Figure 1

CA₂-2 at nanomolar concentrations induces a reversible [Ca²⁺]_i increase in macrophages by binding with purinergic receptors of the P2X family.

(a,b) Influence of CA₂-2 (0.02 μM) or ATP (30 μM) on duration and (c,d) amplitude of Ca²⁺ response in murine peritoneal macrophages, loaded with Ca²⁺-sensitive fluorescent probe Fura-2/AM. Arrows show the moment of addition of inductors to macrophages. (e) Pre-incubation with different calcium channel blockers and apyrase followed by Ca⁺² influx at application of CA₂-2: 1 control; 2 suramin, 100 μM; 3 PPADS, 10 μM; 4 PhR 10 μM; 5 Phph, 10 μM; 6 BBG 100 μM; 7 KN-62, 10 μM; apyrase, 2.0 U. (f) Effect of 30 min pre-incubation with receptor antibodies (ab81122, rabbit polyclonal to P2X1, Abcam,10 μg/mL, orb100036, rabbit polyclonal to P2X4, Biorbyt, 10 μg/mL) and normal rabbit immunoglobulin G (IgG, 10 μg/mL) on Са²⁺ influx into peritoneal macrophages (mice, Balb/с line), caused by CA₂-2 (100 nM); cells alone were used as a control. (g) Effect of transient knockdown approach, using P2X4 small interfering RNA, confirms a significant role for the P2X4 receptor in conferring CA₂-2 induced Ca²⁺ entry. (h) Expression of P2X4 mRNA in mouse macrophages and reduction of P2X4 mRNA in macrophages by P2X4 siRNA treatment in comparison with macrophages treated with scrambled RNA (PCR data).
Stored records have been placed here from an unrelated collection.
#[cfg(test)]
mod tests {
    use super::*;

    #[test]
    fn test_default_document_matches_builder_defaults() {
        let doc = ResumeDocument::default();
        assert_eq!(doc.template_name, "DefaultTemplate");
        assert_eq!(doc.theme_color, "#0057D9");
        assert_eq!(doc.visibility, Visibility::Private);
        assert!(doc.summary.is_none());
        for id in SectionId::ALL {
            assert!(!doc.has_content(id), "{id} should start empty");
        }
    }

    #[test]
    fn test_version_with_null_fields_loads() {
        let version: ResumeVersion = serde_json::from_str(
            r#"{
                "versionLabel": "v4",
                "title": null,
                "resumeContactInfoResponse": {"firstName": "Jane", "address": null, "postalCode": null},
                "projectList": [{"title": "CLI", "githubLink": null, "liveLink": null, "techStack": null}],
                "skillList": [{"skillName": "Rust", "category": null}],
                "languageList": [{"name": "English", "isNative": null}],
                "personalLinkList": [{"platform": null, "url": "https://example.dev"}],
                "experienceList": [{"jobTitle": "Dev", "city": null, "currentlyWorking": null}]
            }"#,
        )
        .unwrap();
        let doc = version.to_document();
        assert_eq!(doc.contact_info.first_name, "Jane");
        assert_eq!(doc.contact_info.address, "");
        assert_eq!(doc.project_list[0].github_link, "");
        assert_eq!(doc.skill_list[0].category, SkillCategory::Other);
        assert!(!doc.language_list[0].is_native);
        assert_eq!(doc.personal_link_list[0].platform, "");
        assert!(!doc.experience_list[0].currently_working);
        assert_eq!(doc.title, "");
    }

    #[test]
    fn test_partial_json_deserializes_with_defaults() {
        let doc: ResumeDocument = serde_json::from_str(
            r#"{
                "title": "Engineer",
                "experienceList": null,
                "educationList": [{"level": "BACHELORS", "startYear": 2018, "percentage": "8.2"}]
            }"#,
        )
        .unwrap();
        assert_eq!(doc.title, "Engineer");
        assert!(doc.experience_list.is_empty());
        assert_eq!(doc.template_name, "DefaultTemplate");
        assert_eq!(doc.education_list[0].start_year, Some(Scalar::from(2018)));
    }

    #[test]
    fn test_serializes_camel_case_and_arrays() {
        let mut doc = ResumeDocument::default();
        doc.experience_list.push(ExperienceEntry {
            job_title: "Dev".into(),
            description: vec!["Built things".into()],
            ..Default::default()
        });
        let json = serde_json::to_value(&doc).unwrap();
        assert_eq!(json["templateName"], "DefaultTemplate");
        assert_eq!(json["visibility"], "PRIVATE");
        assert!(json["experienceList"][0]["description"].is_array());
        assert!(json["summary"].is_null());
    }

    #[test]
    fn test_replace_and_clear_section_only_touch_one_field() {
        let mut doc = ResumeDocument::default();
        doc.replace_section(SectionData::Skills(vec![Skill {
            skill_name: "Rust".into(),
            category: SkillCategory::Technical,
        }]));
        doc.replace_section(SectionData::Summary(Some("Hello".into())));
        assert!(doc.has_content(SectionId::Skills));

        doc.clear_section(SectionId::Skills);
        assert!(doc.skill_list.is_empty());
        assert_eq!(doc.summary.as_deref(), Some("Hello"));

        doc.clear_section(SectionId::Summary);
        assert!(doc.summary.is_none());
    }

    #[test]
    fn test_section_read_matches_replace() {
        let mut doc = ResumeDocument::default();
        let links = SectionData::PersonalLinks(vec![PersonalLink {
            platform: "GitHub".into(),
            url: "https://github.com/x".into(),
        }]);
        doc.replace_section(links.clone());
        assert_eq!(doc.section(SectionId::PersonalLinks), links);
        assert_eq!(links.section_id(), SectionId::PersonalLinks);
    }

    #[test]
    fn test_version_to_document_applies_defaults() {
        let version: ResumeVersion = serde_json::from_str(
            r#"{
                "versionLabel": "v3",
                "title": "Dev",
                "templateName": "",
                "resumeContactInfoResponse": {"firstName": "Jane"},
                "experienceList": [{"jobTitle": "Dev", "description": "a\nb"}]
            }"#,
        )
        .unwrap();
        let doc = version.to_document();
        assert_eq!(doc.template_name, "DefaultTemplate");
        assert_eq!(doc.theme_color, "#0057D9");
        assert_eq!(doc.contact_info.first_name, "Jane");
        assert_eq!(doc.experience_list[0].description, vec!["a", "b"]);
    }

    #[test]
    fn test_education_level_parse_is_lenient() {
        assert_eq!(EducationLevel::parse("bachelors"), Some(EducationLevel::Bachelors));
        assert_eq!(
            EducationLevel::parse(" POST_DOCTORATE "),
            Some(EducationLevel::PostDoctorate)
        );
        assert_eq!(EducationLevel::parse("Bootcamp"), None);
    }
}
pub mod types;

use std::collections::VecDeque;
use std::sync::Arc;

use parking_lot::Mutex;

pub use types::{LogLine, LogSource};

// Complete lines from every handle land in one ordered queue. Line buffers are
// per handle, so partial output from two tasks never mixes.
pub struct LogAggregator {
    queue: Arc<Mutex<LogQueue>>,
    buffers: Mutex<LineBuffers>,
}

#[derive(Default)]
struct LogQueue {
    lines: VecDeque<LogLine>,
    next_sequence: u64,
}

#[derive(Default)]
struct LineBuffers {
    stdout: String,
    stderr: String,
    system: String,
}

impl LineBuffers {
    fn get_mut(&mut self, source: LogSource) -> &mut String {
        match source {
            LogSource::Stdout => &mut self.stdout,
            LogSource::Stderr => &mut self.stderr,
            LogSource::System => &mut self.system,
        }
    }
}

impl LogAggregator {
    pub fn new() -> Self {
        Self {
            queue: Arc::new(Mutex::new(LogQueue::default())),
            buffers: Mutex::new(LineBuffers::default()),
        }
    }

    /// A new producer on the same queue, with empty line buffers.
    pub fn handle(&self) -> Self {
        Self {
            queue: Arc::clone(&self.queue),
            buffers: Mutex::new(LineBuffers::default()),
        }
    }

    pub fn write(&self, source: LogSource, chunk: &str) {
        if chunk.is_empty() {
            return;
        }
        // Held until the lines are queued so same-source order survives
        // concurrent writers on this handle.
        let mut buffers = self.buffers.lock();
        let buffer = buffers.get_mut(source);
        buffer.push_str(chunk);

        let mut complete = Vec::new();
        while let Some(pos) = buffer.find('\n') {
            let line: String = buffer.drain(..=pos).collect();
            complete.push(line);
        }
        if !complete.is_empty() {
            self.emit(source, complete);
        }
    }

    /// Emit whatever is left in the buffer for `source`, even without a newline.
    pub fn flush(&self, source: LogSource) {
        let mut buffers = self.buffers.lock();
        let rest = std::mem::take(buffers.get_mut(source));
        if !rest.is_empty() {
            self.emit(source, vec![rest]);
        }
    }

    pub fn system(&self, message: impl AsRef<str>) {
        let message = message.as_ref();
        self.write(LogSource::System, message);
        if !message.ends_with('\n') {
            self.flush(LogSource::System);
        }
    }

    pub fn warn(&self, message: impl AsRef<str>) {
        self.system(format!("warning: {}", message.as_ref()));
    }

    /// Remove and return every queued line, oldest first. Never blocks on producers
    /// for longer than one queue push.
    pub fn drain(&self) -> Vec<LogLine> {
        let mut queue = self.queue.lock();
        queue.lines.drain(..).collect()
    }

    fn emit(&self, source: LogSource, raw_lines: Vec<String>) {
        let mut queue = self.queue.lock();
        for raw in raw_lines {
            let text = raw.trim_end_matches(['\n', '\r']);
            if text.trim().is_empty() {
                continue;
            }
            let sequence = queue.next_sequence;
            queue.next_sequence += 1;
            queue.lines.push_back(LogLine {
                text: text.to_string(),
                source,
                sequence,
            });
        }
    }
}

impl Default for LogAggregator {
    fn default() -> Self {
        Self::new()
    }
}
In addition, control reactions for loading were performed for each sample using β-actin specific primers generating the expected product. DNA molecular weight markers (M) are indicated in base pairs (bp). (i) chemical structure of CA₂-2. All data are presented as m ± sd, *p < 0.05.